● YOUR ASSIGNMENT: Filter the entries below down to the lines that hold "values".

● EXCERPTED DATA:
----------------------------------------
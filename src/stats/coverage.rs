use super::record::ColumnKind::{self, Int};
use super::record::Value;
use super::tally::{PairCount, Tally};
use crate::pileup::Segment;

/// `coverage`: depth and properly paired depth.
#[derive(Debug, Default)]
pub(crate) struct CoverageTally {
    reads: PairCount,
}

impl Tally for CoverageTally {
    const COLUMNS: &'static [(&'static str, ColumnKind)] = &[("reads_all", Int), ("reads_pp", Int)];

    fn add(&mut self, segment: &Segment, _ref_base: u8) {
        self.reads.add(segment.is_proper_pair());
    }

    fn values(&self, out: &mut Vec<Value>) {
        self.reads.push(out);
    }
}

/// `coverage_ext`: coverage plus mate-placement and read-level flags.
///
/// Mate placement is counted for paired reads only, first matching class
/// wins: mate unmapped, mate on another contig, mate on the same strand,
/// pair facing away from each other.
#[derive(Debug, Default)]
pub(crate) struct CoverageExtTally {
    coverage: CoverageTally,
    mate_unmapped: u64,
    mate_other_chr: u64,
    mate_same_strand: u64,
    faceaway: u64,
    softclipped: u64,
    duplicate: u64,
}

impl Tally for CoverageExtTally {
    const COLUMNS: &'static [(&'static str, ColumnKind)] = &[
        ("reads_all", Int),
        ("reads_pp", Int),
        ("reads_mate_unmapped", Int),
        ("reads_mate_other_chr", Int),
        ("reads_mate_same_strand", Int),
        ("reads_faceaway", Int),
        ("reads_softclipped", Int),
        ("reads_duplicate", Int),
    ];

    fn add(&mut self, segment: &Segment, ref_base: u8) {
        self.coverage.add(segment, ref_base);

        if segment.is_paired() {
            let reverse = segment.is_reverse();
            if segment.is_mate_unmapped() {
                self.mate_unmapped += 1;
            } else if segment.mate_other_chr {
                self.mate_other_chr += 1;
            } else if reverse == segment.is_mate_reverse() {
                self.mate_same_strand += 1;
            } else if (reverse && segment.tlen > 0) || (!reverse && segment.tlen < 0) {
                self.faceaway += 1;
            }
        }
        if segment.soft_clipped {
            self.softclipped += 1;
        }
        if segment.is_duplicate() {
            self.duplicate += 1;
        }
    }

    fn values(&self, out: &mut Vec<Value>) {
        self.coverage.values(out);
        out.extend(
            [
                self.mate_unmapped,
                self.mate_other_chr,
                self.mate_same_strand,
                self.faceaway,
                self.softclipped,
                self.duplicate,
            ]
            .map(|v| Value::Int(v as i64)),
        );
    }
}

#[cfg(test)]
mod tests {
    use super::*;
    use rust_htslib::htslib::{
        BAM_FDUP, BAM_FMREVERSE, BAM_FMUNMAP, BAM_FPAIRED, BAM_FPROPER_PAIR, BAM_FREVERSE,
    };

    fn seg(flags: u32, tlen: i64) -> Segment {
        Segment {
            flags: flags as u16,
            tlen,
            base: Some(b'A'),
            ..Segment::default()
        }
    }

    fn tally<T: Tally>(segments: &[Segment]) -> Vec<Value> {
        let mut t = T::default();
        segments.iter().for_each(|s| t.add(s, b'N'));
        let mut out = Vec::new();
        t.values(&mut out);
        out
    }

    #[test]
    fn counts_proper_pairs() {
        let values = tally::<CoverageTally>(&[
            seg(BAM_FPAIRED | BAM_FPROPER_PAIR, 300),
            seg(BAM_FPAIRED, 300),
            seg(0, 0),
        ]);
        assert_eq!(values, vec![Value::Int(3), Value::Int(1)]);
    }

    #[test]
    fn classifies_mate_placement() {
        let mut other_chr = seg(BAM_FPAIRED | BAM_FMREVERSE, 0);
        other_chr.mate_other_chr = true;
        let mut clipped_dup = seg(BAM_FDUP, 0);
        clipped_dup.soft_clipped = true;

        let values = tally::<CoverageExtTally>(&[
            seg(BAM_FPAIRED | BAM_FMUNMAP, 0),
            other_chr,
            seg(BAM_FPAIRED | BAM_FREVERSE | BAM_FMREVERSE, -200),
            seg(BAM_FPAIRED | BAM_FMREVERSE, -200),
            seg(BAM_FPAIRED | BAM_FREVERSE, 200),
            seg(BAM_FPAIRED | BAM_FMREVERSE | BAM_FPROPER_PAIR, 200),
            clipped_dup,
        ]);
        let ints: Vec<i64> = values.iter().filter_map(Value::as_i64).collect();
        assert_eq!(ints, vec![7, 1, 1, 1, 1, 2, 1, 1]);
    }
}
----------------------------------------
● REPLY TO THE TASK:
    fn values(&self, out: &mut Vec<Value>) {
    fn values(&self, out: &mut Vec<Value>) {
        self.coverage.values(out);
        t.values(&mut out);
        let values = tally::<CoverageTally>(&[
        assert_eq!(values, vec![Value::Int(3), Value::Int(1)]);
        let values = tally::<CoverageExtTally>(&[
        let ints: Vec<i64> = values.iter().filter_map(Value::as_i64).collect();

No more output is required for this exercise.